Exercise requirements
Reproduce all of the listing below without alteration.

=-=-=-=-=

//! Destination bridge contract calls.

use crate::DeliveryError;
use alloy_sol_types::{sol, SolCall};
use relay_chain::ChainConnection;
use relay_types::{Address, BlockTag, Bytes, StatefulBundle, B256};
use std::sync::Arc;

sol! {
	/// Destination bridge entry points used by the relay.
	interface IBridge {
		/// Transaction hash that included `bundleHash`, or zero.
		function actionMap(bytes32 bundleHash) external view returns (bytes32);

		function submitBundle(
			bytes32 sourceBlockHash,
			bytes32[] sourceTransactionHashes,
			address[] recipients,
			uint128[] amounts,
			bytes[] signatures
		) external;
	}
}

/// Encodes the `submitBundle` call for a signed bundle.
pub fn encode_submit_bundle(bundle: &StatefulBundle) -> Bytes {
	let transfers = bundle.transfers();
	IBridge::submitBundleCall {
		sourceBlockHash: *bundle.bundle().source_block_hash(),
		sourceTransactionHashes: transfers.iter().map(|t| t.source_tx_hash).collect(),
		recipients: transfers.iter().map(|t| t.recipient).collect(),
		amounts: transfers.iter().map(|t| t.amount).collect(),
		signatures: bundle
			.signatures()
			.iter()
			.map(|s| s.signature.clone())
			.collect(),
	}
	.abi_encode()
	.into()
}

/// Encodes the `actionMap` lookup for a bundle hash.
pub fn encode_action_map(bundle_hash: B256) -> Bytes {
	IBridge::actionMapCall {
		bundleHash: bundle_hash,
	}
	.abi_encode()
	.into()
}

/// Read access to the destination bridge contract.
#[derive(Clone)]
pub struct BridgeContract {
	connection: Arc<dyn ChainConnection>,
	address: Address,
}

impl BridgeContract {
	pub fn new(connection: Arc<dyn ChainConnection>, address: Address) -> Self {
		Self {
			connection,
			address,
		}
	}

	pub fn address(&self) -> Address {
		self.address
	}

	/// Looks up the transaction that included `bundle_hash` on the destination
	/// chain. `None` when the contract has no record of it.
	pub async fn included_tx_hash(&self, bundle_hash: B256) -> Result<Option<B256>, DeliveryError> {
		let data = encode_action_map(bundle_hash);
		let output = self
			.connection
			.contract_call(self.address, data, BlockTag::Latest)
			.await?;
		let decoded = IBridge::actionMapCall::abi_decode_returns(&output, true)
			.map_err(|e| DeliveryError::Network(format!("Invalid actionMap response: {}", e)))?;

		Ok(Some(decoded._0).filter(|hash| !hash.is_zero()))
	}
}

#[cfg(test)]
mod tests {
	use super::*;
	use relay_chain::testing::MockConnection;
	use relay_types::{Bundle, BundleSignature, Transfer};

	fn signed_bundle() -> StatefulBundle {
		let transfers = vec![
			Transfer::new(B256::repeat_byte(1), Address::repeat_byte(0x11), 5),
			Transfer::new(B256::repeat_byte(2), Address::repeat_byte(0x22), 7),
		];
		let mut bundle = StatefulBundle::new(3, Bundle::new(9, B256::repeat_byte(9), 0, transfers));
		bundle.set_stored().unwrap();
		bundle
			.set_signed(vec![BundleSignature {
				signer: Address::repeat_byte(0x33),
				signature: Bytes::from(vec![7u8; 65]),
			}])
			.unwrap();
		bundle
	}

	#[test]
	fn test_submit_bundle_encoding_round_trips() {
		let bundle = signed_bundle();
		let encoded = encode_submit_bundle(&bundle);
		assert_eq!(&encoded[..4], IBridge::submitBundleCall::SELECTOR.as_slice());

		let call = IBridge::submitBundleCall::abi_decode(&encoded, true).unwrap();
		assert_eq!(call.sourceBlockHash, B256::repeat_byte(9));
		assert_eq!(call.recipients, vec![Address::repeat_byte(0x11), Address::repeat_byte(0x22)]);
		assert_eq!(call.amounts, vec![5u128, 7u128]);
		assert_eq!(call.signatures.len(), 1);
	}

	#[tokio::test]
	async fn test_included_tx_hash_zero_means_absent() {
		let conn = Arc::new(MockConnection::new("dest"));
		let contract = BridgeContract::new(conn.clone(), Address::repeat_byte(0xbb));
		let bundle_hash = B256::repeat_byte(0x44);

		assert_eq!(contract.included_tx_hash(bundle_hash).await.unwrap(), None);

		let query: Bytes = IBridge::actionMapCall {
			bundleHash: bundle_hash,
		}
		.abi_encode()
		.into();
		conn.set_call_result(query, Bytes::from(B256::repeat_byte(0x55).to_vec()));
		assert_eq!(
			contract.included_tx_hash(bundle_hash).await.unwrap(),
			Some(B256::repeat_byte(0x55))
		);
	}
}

=-=-=-=-=

Answer space
//! Destination bridge contract calls.

use crate::DeliveryError;
use alloy_sol_types::{sol, SolCall};
use relay_chain::ChainConnection;
use relay_types::{Address, BlockTag, Bytes, StatefulBundle, B256};
use std::sync::Arc;

sol! {
	/// Destination bridge entry points used by the relay.
	interface IBridge {
		/// Transaction hash that included `bundleHash`, or zero.
		function actionMap(bytes32 bundleHash) external view returns (bytes32);

		function submitBundle(
			bytes32 sourceBlockHash,
			bytes32[] sourceTransactionHashes,
			address[] recipients,
			uint128[] amounts,
			bytes[] signatures
		) external;
	}
}

/// Encodes the `submitBundle` call for a signed bundle.
pub fn encode_submit_bundle(bundle: &StatefulBundle) -> Bytes {
	let transfers = bundle.transfers();
	IBridge::submitBundleCall {
		sourceBlockHash: *bundle.bundle().source_block_hash(),
		sourceTransactionHashes: transfers.iter().map(|t| t.source_tx_hash).collect(),
		recipients: transfers.iter().map(|t| t.recipient).collect(),
		amounts: transfers.iter().map(|t| t.amount).collect(),
		signatures: bundle
			.signatures()
			.iter()
			.map(|s| s.signature.clone())
			.collect(),
	}
	.abi_encode()
	.into()
}

/// Encodes the `actionMap` lookup for a bundle hash.
pub fn encode_action_map(bundle_hash: B256) -> Bytes {
	IBridge::actionMapCall {
		bundleHash: bundle_hash,
	}
	.abi_encode()
	.into()
}

/// Read access to the destination bridge contract.
#[derive(Clone)]
pub struct BridgeContract {
	connection: Arc<dyn ChainConnection>,
	address: Address,
}

impl BridgeContract {
	pub fn new(connection: Arc<dyn ChainConnection>, address: Address) -> Self {
		Self {
			connection,
			address,
		}
	}

	pub fn address(&self) -> Address {
		self.address
	}

	/// Looks up the transaction that included `bundle_hash` on the destination
	/// chain. `None` when the contract has no record of it.
	pub async fn included_tx_hash(&self, bundle_hash: B256) -> Result<Option<B256>, DeliveryError> {
		let data = encode_action_map(bundle_hash);
		let output = self
			.connection
			.contract_call(self.address, data, BlockTag::Latest)
			.await?;
		let decoded = IBridge::actionMapCall::abi_decode_returns(&output, true)
			.map_err(|e| DeliveryError::Network(format!("Invalid actionMap response: {}", e)))?;

		Ok(Some(decoded._0).filter(|hash| !hash.is_zero()))
	}
}

#[cfg(test)]
mod tests {
	use super::*;
	use relay_chain::testing::MockConnection;
	use relay_types::{Bundle, BundleSignature, Transfer};

	fn signed_bundle() -> StatefulBundle {
		let transfers = vec![
			Transfer::new(B256::repeat_byte(1), Address::repeat_byte(0x11), 5),
			Transfer::new(B256::repeat_byte(2), Address::repeat_byte(0x22), 7),
		];
		let mut bundle = StatefulBundle::new(3, Bundle::new(9, B256::repeat_byte(9), 0, transfers));
		bundle.set_stored().unwrap();
		bundle
			.set_signed(vec![BundleSignature {
				signer: Address::repeat_byte(0x33),
				signature: Bytes::from(vec![7u8; 65]),
			}])
			.unwrap();
		bundle
	}

	#[test]
	fn test_submit_bundle_encoding_round_trips() {
		let bundle = signed_bundle();
		let encoded = encode_submit_bundle(&bundle);
		assert_eq!(&encoded[..4], IBridge::submitBundleCall::SELECTOR.as_slice());

		let call = IBridge::submitBundleCall::abi_decode(&encoded, true).unwrap();
		assert_eq!(call.sourceBlockHash, B256::repeat_byte(9));
		assert_eq!(call.recipients, vec![Address::repeat_byte(0x11), Address::repeat_byte(0x22)]);
		assert_eq!(call.amounts, vec![5u128, 7u128]);
		assert_eq!(call.signatures.len(), 1);
	}

	#[tokio::test]
	async fn test_included_tx_hash_zero_means_absent() {
		let conn = Arc::new(MockConnection::new("dest"));
		let contract = BridgeContract::new(conn.clone(), Address::repeat_byte(0xbb));
		let bundle_hash = B256::repeat_byte(0x44);

		assert_eq!(contract.included_tx_hash(bundle_hash).await.unwrap(), None);

		let query: Bytes = IBridge::actionMapCall {
			bundleHash: bundle_hash,
		}
		.abi_encode()
		.into();
		conn.set_call_result(query, Bytes::from(B256::repeat_byte(0x55).to_vec()));
		assert_eq!(
			contract.included_tx_hash(bundle_hash).await.unwrap(),
			Some(B256::repeat_byte(0x55))
		);
	}
}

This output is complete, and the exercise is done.